Frequently Asked Questions
Q: How long do I have to file a truck accident lawsuit after a US-17 crash in Glynn County?
A: Under O.C.G.A. § 9-3-33, you have 2 years from the date of injury to file a personal-injury lawsuit in Georgia. If a government vehicle was involved, ante-litem notice is required much sooner — 6 months for a city under O.C.G.A. § 36-33-5, 12 months for the state under O.C.G.A. § 50-21-26.
Q: What if the trucking company says the crash was partly my fault?
A: Georgia uses modified comparative negligence at O.C.G.A. § 51-12-33, with a 50% bar. If you are found 49% at fault, you recover 51% of your damages. If you are 50% or more at fault, you recover nothing. Trucking insurers push this hard — reconstruction evidence and ECM data fight back.
Q: Where will my Glynn County truck-accident lawsuit actually be filed?
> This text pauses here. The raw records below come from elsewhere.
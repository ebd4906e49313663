//! SQLite-backed durable log.
//!
//! The connection is opened on first use rather than at construction, so an
//! unreachable database surfaces as a failed operation (and is retried on the
//! next one) instead of preventing startup.

use std::path::PathBuf;
use std::sync::{Arc, Mutex};
use std::time::Duration;

use async_trait::async_trait;
use rusqlite::{params, Connection};
use tracing::info;

use super::DurableStore;
use crate::config::DatabaseTarget;
use crate::error::{StoreError, StoreResult};
use crate::model::{DurableRow, VALUES_TABLE};

/// SQLite-backed durable store.
#[derive(Clone)]
pub struct SqliteDurableStore {
    target: DatabaseTarget,
    conn: Arc<Mutex<Option<Connection>>>,
}

impl SqliteDurableStore {
    pub fn new(target: DatabaseTarget) -> Self {
        Self {
            target,
            conn: Arc::new(Mutex::new(None)),
        }
    }

    /// File-backed store.
    pub fn open(path: impl Into<PathBuf>) -> Self {
        Self::new(DatabaseTarget::File(path.into()))
    }

    /// In-memory store (for testing).
    pub fn in_memory() -> Self {
        Self::new(DatabaseTarget::Memory)
    }

    /// Whether a connection has been established.
    pub fn is_connected(&self) -> bool {
        self.conn.lock().map(|c| c.is_some()).unwrap_or(false)
    }

    async fn with_conn<T, F>(&self, f: F) -> StoreResult<T>
    where
        T: Send + 'static,
        F: FnOnce(&Connection) -> StoreResult<T> + Send + 'static,
    {
        let conn = Arc::clone(&self.conn);
        let target = self.target.clone();

        tokio::task::spawn_blocking(move || {
            let mut guard = conn.lock().map_err(|_| StoreError::DurableUnavailable {
                message: "connection lock poisoned".to_string(),
            })?;

            if guard.is_none() {
                *guard = Some(open_connection(&target)?);
                info!(db = ?target, "durable store connected");
            }

            match guard.as_ref() {
                Some(c) => f(c),
                None => Err(StoreError::DurableUnavailable {
                    message: "no connection".to_string(),
                }),
            }
        })
        .await
        .map_err(|e| StoreError::DurableUnavailable {
            message: format!("blocking task failed: {}", e),
        })?
    }
}

fn open_connection(target: &DatabaseTarget) -> StoreResult<Connection> {
    let conn = match target {
        DatabaseTarget::File(path) => Connection::open(path),
        DatabaseTarget::Memory => Connection::open_in_memory(),
    }
    .map_err(|e| StoreError::DurableUnavailable {
        message: format!("failed to open sqlite db: {}", e),
    })?;
    conn.busy_timeout(Duration::from_secs(5))?;
    Ok(conn)
}

#[async_trait]
impl DurableStore for SqliteDurableStore {
    async fn create_table_if_absent(&self) -> StoreResult<()> {
        self.with_conn(|conn| {
            conn.execute_batch(&format!(
                r#"CREATE TABLE IF NOT EXISTS "{}" (number INTEGER)"#,
                VALUES_TABLE
            ))
            .map_err(|e| StoreError::SchemaInit {
                message: e.to_string(),
            })
        })
        .await
    }

    async fn insert(&self, number: i64) -> StoreResult<()> {
        self.with_conn(move |conn| {
            conn.execute(
                &format!(r#"INSERT INTO "{}" (number) VALUES (?1)"#, VALUES_TABLE),
                params![number],
            )?;
            Ok(())
        })
        .await
    }

    async fn select_all(&self) -> StoreResult<Vec<DurableRow>> {
        self.with_conn(|conn| {
            let mut stmt = conn.prepare(&format!(r#"SELECT number FROM "{}""#, VALUES_TABLE))?;
            let rows = stmt.query_map([], |row| {
                Ok(DurableRow {
                    number: row.get(0)?,
                })
            })?;
            let mut out = Vec::new();
            for r in rows {
                out.push(r?);
            }
            Ok(out)
        })
        .await
    }
}

#[cfg(test)]
mod tests {
    use super::*;

    #[tokio::test]
    async fn insert_before_schema_fails() {
        let store = SqliteDurableStore::in_memory();
        let err = store.insert(5).await.unwrap_err();
        assert!(matches!(err, StoreError::DurableUnavailable { .. }));
        assert!(store.select_all().await.is_err());
    }

    #[tokio::test]
    async fn duplicates_are_appended() {
        let store = SqliteDurableStore::in_memory();
        store.create_table_if_absent().await.unwrap();
        store.create_table_if_absent().await.unwrap();

        store.insert(5).await.unwrap();
        store.insert(5).await.unwrap();
        store.insert(7).await.unwrap();

        let rows = store.select_all().await.unwrap();
        let numbers: Vec<i64> = rows.iter().map(|r| r.number).collect();
        assert_eq!(numbers, vec![5, 5, 7]);
    }

    #[tokio::test]
    async fn open_is_retried_on_next_operation() {
        let dir = tempfile::tempdir().unwrap();
        let nested = dir.path().join("not-yet");
        let store = SqliteDurableStore::open(nested.join("values.db"));

        let err = store.create_table_if_absent().await.unwrap_err();
        assert!(matches!(err, StoreError::DurableUnavailable { .. }));
        assert!(!store.is_connected());

        std::fs::create_dir_all(&nested).unwrap();
        store.create_table_if_absent().await.unwrap();
        assert!(store.is_connected());
        assert!(store.select_all().await.unwrap().is_empty());
    }

    #[tokio::test]
    async fn file_rows_survive_reopen() {
        let dir = tempfile::tempdir().unwrap();
        let path = dir.path().join("values.db");

        let first = SqliteDurableStore::open(&path);
        first.create_table_if_absent().await.unwrap();
        first.insert(3).await.unwrap();
        drop(first);

        let second = SqliteDurableStore::open(&path);
        let rows = second.select_all().await.unwrap();
        assert_eq!(rows, vec![DurableRow { number: 3 }]);
    }
}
A: Most Glynn County personal-injury suits are filed in Glynn County State Court in Brunswick, part of the Brunswick Judicial Circuit. Larger or felony-adjacent cases go to Glynn County Superior Court. Federal cases with diversity jurisdiction file in the U.S. District Court for the Southern District of Georgia, Brunswick Division.
Q: The truck driver had a Florida or out-of-state plate — does that change anything?
A: Yes. Interstate trucking triggers the Federal Motor Carrier Safety Regulations (49 C.F.R.) on top of Georgia tort law, and the case may be removable to federal court. Out-of-state carriers also have to answer to USDOT compliance records, hours-of-service logs, and electronic ECM data that a Georgia attorney can subpoena early.
Q: What if the truck driver who hit me was drunk?
A: A DUI conviction under O.C.G.A. § 40-6-391 is persuasive evidence in your civil case and frequently supports a punitive-damages claim. If a Glynn County bar or restaurant over-served the driver before the crash, Georgia’s dram-shop statute at O.C.G.A. § 51-1-40 may open a separate claim against the establishment.
Q: How much does it cost to hire a Darien truck accident lawyer?
A: Nothing upfront. Roden Law handles truck-accident cases on contingency — we advance the costs of investigation, accident reconstruction, and expert witnesses, and you owe no legal fees unless we recover money for you. The initial consultation is free, and you can reach us at 1-844-RESULTS.
About the Author
This article was prepared under the supervision of Eric Roden, founding partner of Roden Law. Eric is admitted to practice in Georgia and South Carolina and has spent more than two decades representing injured people and grieving families across the Georgia coast — including Glynn, McIntosh, and Chatham counties. Roden Law operates a Darien office at 1108 North Way, Darien, Georgia 31305, approximately 12–15 miles north of the Broadfield cluster along US-17.